Os dados de carbono-14, obtidos a partir de ossos das patas da frente e de trás e de um dente dos equinos, indicam que ao menos um dos animais ali morreu antes do ano de 1700. Outras datas do sítio, obtidas a partir de material orgânico cozido e de um osso de guanaco caçado pelos indígenas, foram usadas para montar um modelo estatístico da ocupação no local. O resultado é um período que vai do fim do século 16 até 1650 ?bem antes, portanto, do contato inicial dos colonizadores com os cavaleiros nativos da Patagônia.

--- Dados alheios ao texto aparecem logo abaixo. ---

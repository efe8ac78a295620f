use std::sync::Arc;

use uuid::Uuid;

use super::catalog::{
    Menu, MenuChanges, MenuPrice, NewMenu, NewProduct, Product, ProductChanges,
};
use super::errors::DomainError;
use super::order::{NewOrder, Order, OrderStatus};
use super::user::{NewUser, User, UserCredentials};

pub trait OrderRepository: Send + Sync + 'static {
    /// Stores the order as `pending` and returns it as persisted.
    fn create(&self, order: NewOrder) -> Result<Order, DomainError>;
    fn find_by_id(&self, id: Uuid) -> Result<Option<Order>, DomainError>;
    /// Orders in `status`, oldest first.
    fn list_by_status(&self, status: OrderStatus) -> Result<Vec<Order>, DomainError>;
    /// Overwrites the status (last writer wins). `prepared_by` is only written when `Some`.
    fn update_status(
        &self,
        id: Uuid,
        status: OrderStatus,
        prepared_by: Option<Uuid>,
    ) -> Result<Option<Order>, DomainError>;
    /// Returns `false` when nothing was deleted.
    fn delete(&self, id: Uuid) -> Result<bool, DomainError>;
}

/// Read and write access to products and menus.
pub trait CatalogRepository: Send + Sync + 'static {
    /// Grouped lookup; ids that match nothing are simply absent from the result.
    fn find_products_by_ids(&self, ids: &[Uuid]) -> Result<Vec<Product>, DomainError>;
    /// Grouped price lookup, without the menus' product lists.
    fn find_menu_prices(&self, ids: &[Uuid]) -> Result<Vec<MenuPrice>, DomainError>;

    fn list_products(&self) -> Result<Vec<Product>, DomainError>;
    fn find_product(&self, id: Uuid) -> Result<Option<Product>, DomainError>;
    fn find_product_by_name(&self, name: &str) -> Result<Option<Product>, DomainError>;
    fn create_product(&self, product: NewProduct) -> Result<Product, DomainError>;
    fn update_product(
        &self,
        id: Uuid,
        changes: ProductChanges,
    ) -> Result<Option<Product>, DomainError>;
    fn delete_product(&self, id: Uuid) -> Result<bool, DomainError>;

    fn list_menus(&self) -> Result<Vec<Menu>, DomainError>;
    fn find_menu(&self, id: Uuid) -> Result<Option<Menu>, DomainError>;
    fn create_menu(&self, menu: NewMenu) -> Result<Menu, DomainError>;
    fn update_menu(&self, id: Uuid, changes: MenuChanges) -> Result<Option<Menu>, DomainError>;
    fn delete_menu(&self, id: Uuid) -> Result<bool, DomainError>;
}

pub trait UserRepository: Send + Sync + 'static {
    fn create(&self, user: NewUser) -> Result<User, DomainError>;
    fn find_credentials(&self, username: &str) -> Result<Option<UserCredentials>, DomainError>;
    fn username_exists(&self, username: &str) -> Result<bool, DomainError>;
    /// All users, newest first.
    fn list(&self) -> Result<Vec<User>, DomainError>;
    fn count(&self) -> Result<i64, DomainError>;
}

// Shared handles forward to the wrapped repository so services can be built
// over `Arc<dyn ...>` as well as over concrete repositories.

impl<T: OrderRepository + ?Sized> OrderRepository for Arc<T> {
    fn create(&self, order: NewOrder) -> Result<Order, DomainError> {
        (**self).create(order)
    }
    fn find_by_id(&self, id: Uuid) -> Result<Option<Order>, DomainError> {
        (**self).find_by_id(id)
    }
    fn list_by_status(&self, status: OrderStatus) -> Result<Vec<Order>, DomainError> {
        (**self).list_by_status(status)
    }
    fn update_status(
        &self,
        id: Uuid,
        status: OrderStatus,
        prepared_by: Option<Uuid>,
    ) -> Result<Option<Order>, DomainError> {
        (**self).update_status(id, status, prepared_by)
    }
    fn delete(&self, id: Uuid) -> Result<bool, DomainError> {
        (**self).delete(id)
    }
}

impl<T: CatalogRepository + ?Sized> CatalogRepository for Arc<T> {
    fn find_products_by_ids(&self, ids: &[Uuid]) -> Result<Vec<Product>, DomainError> {
        (**self).find_products_by_ids(ids)
    }
    fn find_menu_prices(&self, ids: &[Uuid]) -> Result<Vec<MenuPrice>, DomainError> {
        (**self).find_menu_prices(ids)
    }
    fn list_products(&self) -> Result<Vec<Product>, DomainError> {
        (**self).list_products()
    }
    fn find_product(&self, id: Uuid) -> Result<Option<Product>, DomainError> {
        (**self).find_product(id)
    }
    fn find_product_by_name(&self, name: &str) -> Result<Option<Product>, DomainError> {
        (**self).find_product_by_name(name)
    }
    fn create_product(&self, product: NewProduct) -> Result<Product, DomainError> {
        (**self).create_product(product)
    }
    fn update_product(
        &self,
        id: Uuid,
        changes: ProductChanges,
    ) -> Result<Option<Product>, DomainError> {
        (**self).update_product(id, changes)
    }
    fn delete_product(&self, id: Uuid) -> Result<bool, DomainError> {
        (**self).delete_product(id)
    }
    fn list_menus(&self) -> Result<Vec<Menu>, DomainError> {
        (**self).list_menus()
    }
    fn find_menu(&self, id: Uuid) -> Result<Option<Menu>, DomainError> {
        (**self).find_menu(id)
    }
    fn create_menu(&self, menu: NewMenu) -> Result<Menu, DomainError> {
        (**self).create_menu(menu)
    }
    fn update_menu(&self, id: Uuid, changes: MenuChanges) -> Result<Option<Menu>, DomainError> {
        (**self).update_menu(id, changes)
    }
    fn delete_menu(&self, id: Uuid) -> Result<bool, DomainError> {
        (**self).delete_menu(id)
    }
}

impl<T: UserRepository + ?Sized> UserRepository for Arc<T> {
    fn create(&self, user: NewUser) -> Result<User, DomainError> {
        (**self).create(user)
    }
    fn find_credentials(&self, username: &str) -> Result<Option<UserCredentials>, DomainError> {
        (**self).find_credentials(username)
    }
    fn username_exists(&self, username: &str) -> Result<bool, DomainError> {
        (**self).username_exists(username)
    }
    fn list(&self) -> Result<Vec<User>, DomainError> {
        (**self).list()
    }
    fn count(&self) -> Result<i64, DomainError> {
        (**self).count()
    }
}
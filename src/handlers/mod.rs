pub mod menus;
pub mod orders;
pub mod products;
pub mod users;

use actix_web::web;
use serde::Serialize;
use utoipa::ToSchema;

#[derive(Debug, Serialize, ToSchema)]
pub struct MessageResponse {
    pub message: String,
}

impl MessageResponse {
    pub fn new(message: impl Into<String>) -> Self {
        Self {
            message: message.into(),
        }
    }
}

/// Registers every `/api` route. Expects the services and the JWT service as
/// app data (see [`crate::AppState::configure`]).
pub fn configure(cfg: &mut web::ServiceConfig) {
    cfg.service(
        web::scope("/orders")
            .route("", web::post().to(orders::create_order))
            .route("", web::get().to(orders::list_orders))
            .route("/{id}", web::get().to(orders::get_order))
            .route("/{id}", web::delete().to(orders::delete_order))
            .route("/{id}/status", web::patch().to(orders::update_order_status)),
    )
    .service(
        web::scope("/products")
            .route("", web::get().to(products::list_products))
            .route("", web::post().to(products::create_product))
            .route("/{id}", web::get().to(products::get_product))
            .route("/{id}", web::put().to(products::update_product))
            .route("/{id}", web::delete().to(products::delete_product)),
    )
    .service(
        web::scope("/menus")
            .route("", web::get().to(menus::list_menus))
            .route("", web::post().to(menus::create_menu))
            .route("/{id}", web::get().to(menus::get_menu))
            .route("/{id}", web::put().to(menus::update_menu))
            .route("/{id}", web::delete().to(menus::delete_menu)),
    )
    .service(
        web::scope("/users")
            .route("", web::post().to(users::register))
            .route("", web::get().to(users::list_users))
            .route("/login", web::post().to(users::login)),
    );
}
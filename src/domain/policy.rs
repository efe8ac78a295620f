//! Role-based authorization.
//!
//! Every role gate in the service goes through these predicates so that the
//! admin override is defined in exactly one place. They perform no I/O; the
//! `require*` helpers only turn a refusal into [`DomainError::Forbidden`].

use super::errors::DomainError;
use super::user::{Actor, Role};

const ACCESS_DENIED: &str = "You dont have the right to access this resource";

/// `true` when `role` satisfies a check for `required`. Admin satisfies every check.
pub fn permits(role: Role, required: Role) -> bool {
    role == Role::Admin || role == required
}

/// `true` when `role` is one of `required`, or is admin.
pub fn permits_any(role: Role, required: &[Role]) -> bool {
    role == Role::Admin || required.contains(&role)
}

pub fn require(actor: &Actor, required: Role) -> Result<(), DomainError> {
    if permits(actor.role, required) {
        Ok(())
    } else {
        log::warn!(
            "user {} ({}) denied: {} role required",
            actor.id,
            actor.role,
            required
        );
        Err(DomainError::forbidden(ACCESS_DENIED))
    }
}

pub fn require_any(actor: &Actor, required: &[Role]) -> Result<(), DomainError> {
    if permits_any(actor.role, required) {
        Ok(())
    } else {
        log::warn!(
            "user {} ({}) denied: one of {:?} required",
            actor.id,
            actor.role,
            required
        );
        Err(DomainError::forbidden(ACCESS_DENIED))
    }
}
use diesel::pg::PgConnection;
use diesel::r2d2::{ConnectionManager, Pool, PoolError};

pub type DbPool = Pool<ConnectionManager<PgConnection>>;

pub fn create_pool(database_url: &str, max_size: u32) -> Result<DbPool, PoolError> {
    let manager = ConnectionManager::<PgConnection>::new(database_url);
    Pool::builder().max_size(max_size).build(manager)
}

As características dos ossos indicam a presença de no mínimo três indivíduos da espécie (ao menos um cavalo adulto, com idade entre 6 e 10 anos, e dois juvenis, que tinham entre um ano e meio e três anos e meio). Dois dos bichos eram do sexo feminino, de acordo com o DNA.
Análises químicas dos ossos indicaram que os equinos cresceram na região. Por fim, os restos orgânicos na cerâmica batem mais de perto com as gorduras e proteínas típicas de carne de guanaco, mas as fraturas e marcas de queima nos ossos de cavalo sugerem que eles também podem ter sido usados como alimento.
"Com base nas evidências que vemos em Chorrillo Grande, não temos como dizer com certeza que as pessoas estavam montando esses cavalos, mas parece bastante provável que os estavam criando, por causa de fatores como a prevalência de animais mais jovens ali", explica Taylor. "Criar cavalos, mesmo que seja só para consumir sua carne, exige muita mobilidade, porque eles são muito fortes, arredios e difíceis de controlar. Acho bem provável que esses antigos criadores de cavalos da Patagônia também fossem cavaleiros."
Segundo os pesquisadores, tanto o ambiente quanto a cultura dos caçadores-coletores de região facilitaram a adoção da criação de cavalos em seu modo de vida ?algo que se repetiu em contextos parecidos entre os guaicuru (ancestrais dos atuais kadiwéu) no Pantanal e nas Grandes Planícies norte-americanas, por exemplo.
"Minha suspeita é que fatores como a vida em ambientes abertos com capim, a vida altamente móvel e a pré-existência de relações ecológicas ou culturais com animais de grande porte teriam predisposto alguns povos à relação com os cavalos", diz Taylor. "Esses ambientes são espaços ideais para as necessidades ecológicas dos equinos: grandes extensões planas, pasto e água", acrescenta Belardi.